## Work order
Copy exactly the lines of the records below, and only those lines, beginning with the line that contains "self.write_line(line);" and ending with the line that contains "let bar = self".

## Working data

--

// UI layer: turns workflow events into console output. Status lines and URLs
// always go to stdout. Progress is drawn as `indicatif` bars on stderr when it
// is a terminal and printed as plain stdout lines otherwise. Errors are red on
// stderr and the final prompt uses `dialoguer`.

use crate::api::{JobState, JobStatus};
use crate::workflow::{PublishedAsset, Reporter};
use crossterm::style::Stylize;
use dialoguer::Input;
use indicatif::{ProgressBar, ProgressStyle};
use std::io::{self, Stdout, Write};

/// Bars count in hundredths of a percent.
const BAR_SCALE: f64 = 100.0;

/// Format a percentage with up to two decimals, dropping trailing zeros
/// (`12.5`, `33.33`, `100`).
pub fn format_percent(value: f64) -> String {
    let text = format!("{:.2}", value);
    text.trim_end_matches('0').trim_end_matches('.').to_string()
}

fn bar_style() -> ProgressStyle {
    ProgressStyle::with_template("{msg} [{bar:40.cyan/blue}] {percent}%")
        .unwrap_or_else(|_| ProgressStyle::default_bar())
        .progress_chars("=> ")
}

fn new_bar(message: String, draw: bool) -> ProgressBar {
    let length = (100.0 * BAR_SCALE) as u64;
    let bar = if draw {
        ProgressBar::new(length)
    } else {
        ProgressBar::hidden()
    };
    bar.set_length(length);
    bar.set_style(bar_style());
    bar.set_message(message);
    bar
}

fn set_percent(bar: &ProgressBar, percent: f64) {
    bar.set_position((percent.clamp(0.0, 100.0) * BAR_SCALE) as u64);
}

/// A bar for one named transfer (upload or download).
struct Transfer {
    file: String,
    bar: ProgressBar,
}

/// Console implementation of the workflow `Reporter`. Status lines always go
/// to `out` (stdout for the application).
pub struct ConsoleReporter<W: Write = Stdout> {
    out: W,
    draw_bars: bool,
    transfer: Option<Transfer>,
    job: Option<ProgressBar>,
    last_state: Option<JobState>,
}

impl ConsoleReporter {
    pub fn new() -> Self {
        let mut reporter = Self::plain(io::stdout());
        reporter.draw_bars = true;
        reporter
    }
}

impl Default for ConsoleReporter {
    fn default() -> Self {
        Self::new()
    }
}

impl<W: Write> ConsoleReporter<W> {
    /// A reporter that never draws bars and prints progress as lines.
    pub fn plain(out: W) -> Self {
        Self {
            out,
            draw_bars: false,
            transfer: None,
            job: None,
            last_state: None,
        }
    }

    pub fn into_output(self) -> W {
        self.out
    }

    fn write_line(&mut self, text: &str) {
        // A closed stdout leaves nowhere to report to.
        let _ = writeln!(self.out, "{}", text);
    }

    /// Write a status line, clearing any visible bar while it is written.
    fn line(&mut self, text: &str) {
        let active = self
            .transfer
            .as_ref()
            .map(|t| &t.bar)
            .or(self.job.as_ref())
            .filter(|bar| !bar.is_hidden() && !bar.is_finished())
            .cloned();
        match active {
            Some(bar) => bar.suspend(|| self.write_line(text)),
            None => self.write_line(text),
        }
    }

    fn transfer_progress(&mut self, verb: &str, file: &str, percent: f64) {
        let same_file = self.transfer.as_ref().is_some_and(|t| t.file == file);
        if !same_file {
            if let Some(previous) = self.transfer.take() {
                previous.bar.finish();
            }
            self.transfer = Some(Transfer {
                file: file.to_string(),
                bar: new_bar(format!("{} '{}'", verb, file), self.draw_bars),
            });
        }

        let Some(bar) = self.transfer.as_ref().map(|t| t.bar.clone()) else {
            return;
        };
        set_percent(&bar, percent);
        if bar.is_hidden() {
            self.write_line(&format!("{} '{}' - progress: {}%", verb, file, format_percent(percent)));
        }
        if percent >= 100.0 {
            bar.finish();
        }
    }

    fn finish_all(&mut self) {
        if let Some(transfer) = self.transfer.take() {
            transfer.bar.finish();
        }
        if let Some(job) = self.job.take() {
            job.finish();
        }
    }
}

impl<W: Write> Reporter for ConsoleReporter<W> {
    fn status(&mut self, line: &str) {
        self.finish_all();
        self.write_line(line);
    }

    fn upload_progress(&mut self, file: &str, percent: f64) {
        self.transfer_progress("Uploading", file, percent);
    }

    fn job_progress(&mut self, status: &JobStatus) {
        let draw = self.draw_bars;
        let bar = self
            .job
            .get_or_insert_with(|| new_bar(format!("Job state: {}", status.state), draw));
        bar.set_message(format!("Job state: {}", status.state));
        set_percent(bar, status.progress);
        let hidden = bar.is_hidden();

        if self.last_state != Some(status.state) {
            self.last_state = Some(status.state);
            self.line(&format!("Job state: {}", status.state));
        }
        if hidden {
            self.write_line(&format!("Job Progress: {}%", format_percent(status.progress)));
        }
    }

    fn published(&mut self, published: &PublishedAsset) {
        self.finish_all();
        match &published.streaming {
            Some(uris) => {
                self.write_line("Urls for Adaptive streaming:");
                self.write_line(&uris.smooth_streaming);
                self.write_line(&uris.hls);
                self.write_line(&uris.mpeg_dash);
            }
            None => self.write_line("The output asset has no streaming manifest; no adaptive streaming urls."),
        }
        self.write_line("");

        self.write_line("Progressive Download Urls");
        for uri in &published.progressive_download {
            self.write_line(&format!("{}\n", uri));
        }
        self.write_line("");
    }

    fn download_progress(&mut self, file: &str, percent: f64) {
        self.transfer_progress("Downloading", file, percent);
    }
}

/// Render an error and its causes, one line each.
pub fn error_lines(err: &anyhow::Error) -> Vec<String> {
    err.chain()
        .enumerate()
        .map(|(i, cause)| {
            if i == 0 {
                cause.to_string()
            } else {
                format!("  caused by: {}", cause)
            }
        })
        .collect()
}

/// Print an error to stderr in red.
pub fn report_error(err: &anyhow::Error) {
    for line in error_lines(err) {
        eprintln!("{}", line.as_str().red());
    }
}

/// Run the whole program body, reporting a failure exactly once through
/// `report`. Returns the process exit status: 0 on success, 1 on failure.
pub fn run_and_report_with<F, R>(body: F, mut report: R) -> u8
where
    F: FnOnce() -> anyhow::Result<()>,
    R: FnMut(&anyhow::Error),
{
    match body() {
        Ok(()) => 0,
        Err(err) => {
            report(&err);
            1
        }
    }
}

/// `run_and_report_with` printing the failure via `report_error`.
pub fn run_and_report<F>(body: F) -> u8
where
    F: FnOnce() -> anyhow::Result<()>,
{
    run_and_report_with(body, report_error)
}

/// Block until the user presses Enter. Without a terminal there is
/// nothing to wait for, so read failures are ignored.
pub fn wait_for_exit() {
    let _ = Input::<String>::new()
        .with_prompt("Press Enter to exit")
        .allow_empty(true)
        .interact_text();
}

#[cfg(test)]
mod tests {
    use super::*;
    use crate::error::ServiceError;
    use anyhow::Context;

    #[test]
    fn percent_drops_trailing_zeros() {
        assert_eq!(format_percent(12.5), "12.5");
        assert_eq!(format_percent(100.0), "100");
        assert_eq!(format_percent(33.3333), "33.33");
        assert_eq!(format_percent(0.0), "0");
    }

    #[test]
    fn error_lines_include_causes() {
        let service = ServiceError {
            status: 400,
            code: Some("InvalidJob".into()),
            message: "Bad preset".into(),
        };
        let err = Err::<(), _>(service).context("Submitting job").unwrap_err();
        let lines = error_lines(&err);
        assert_eq!(lines[0], "Submitting job");
        assert_eq!(lines[1], "  caused by: Bad preset (HTTP 400, code InvalidJob)");
    }

    fn job(state: JobState, progress: f64) -> JobStatus {
        JobStatus { state, progress }
    }

    #[test]
    fn job_state_lines_go_to_the_output() {
        let mut reporter = ConsoleReporter::plain(Vec::new());
        reporter.status("Submitting transcoding job...");
        reporter.job_progress(&job(JobState::Processing, 40.0));
        reporter.job_progress(&job(JobState::Processing, 80.0));
        reporter.job_progress(&job(JobState::Finished, 100.0));

        let text = String::from_utf8(reporter.into_output()).unwrap();
        let lines: Vec<&str> = text.lines().collect();
        assert_eq!(
            lines,
            vec![
                "Submitting transcoding job...",
                "Job state: Processing",
                "Job Progress: 40%",
                "Job Progress: 80%",
                "Job state: Finished",
                "Job Progress: 100%",
            ]
        );
    }

    #[test]
    fn transfer_progress_lines_go_to_the_output() {
        let mut reporter = ConsoleReporter::plain(Vec::new());
        reporter.upload_progress("clip.mp4", 50.0);
        reporter.upload_progress("clip.mp4", 100.0);

        let text = String::from_utf8(reporter.into_output()).unwrap();
        assert!(text.contains("Uploading 'clip.mp4' - progress: 50%"));
        assert!(text.contains("Uploading 'clip.mp4' - progress: 100%"));
    }
}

--

## Written response
        self.write_line(line);
    }

    fn upload_progress(&mut self, file: &str, percent: f64) {
        self.transfer_progress("Uploading", file, percent);
    }

    fn job_progress(&mut self, status: &JobStatus) {
        let draw = self.draw_bars;
        let bar = self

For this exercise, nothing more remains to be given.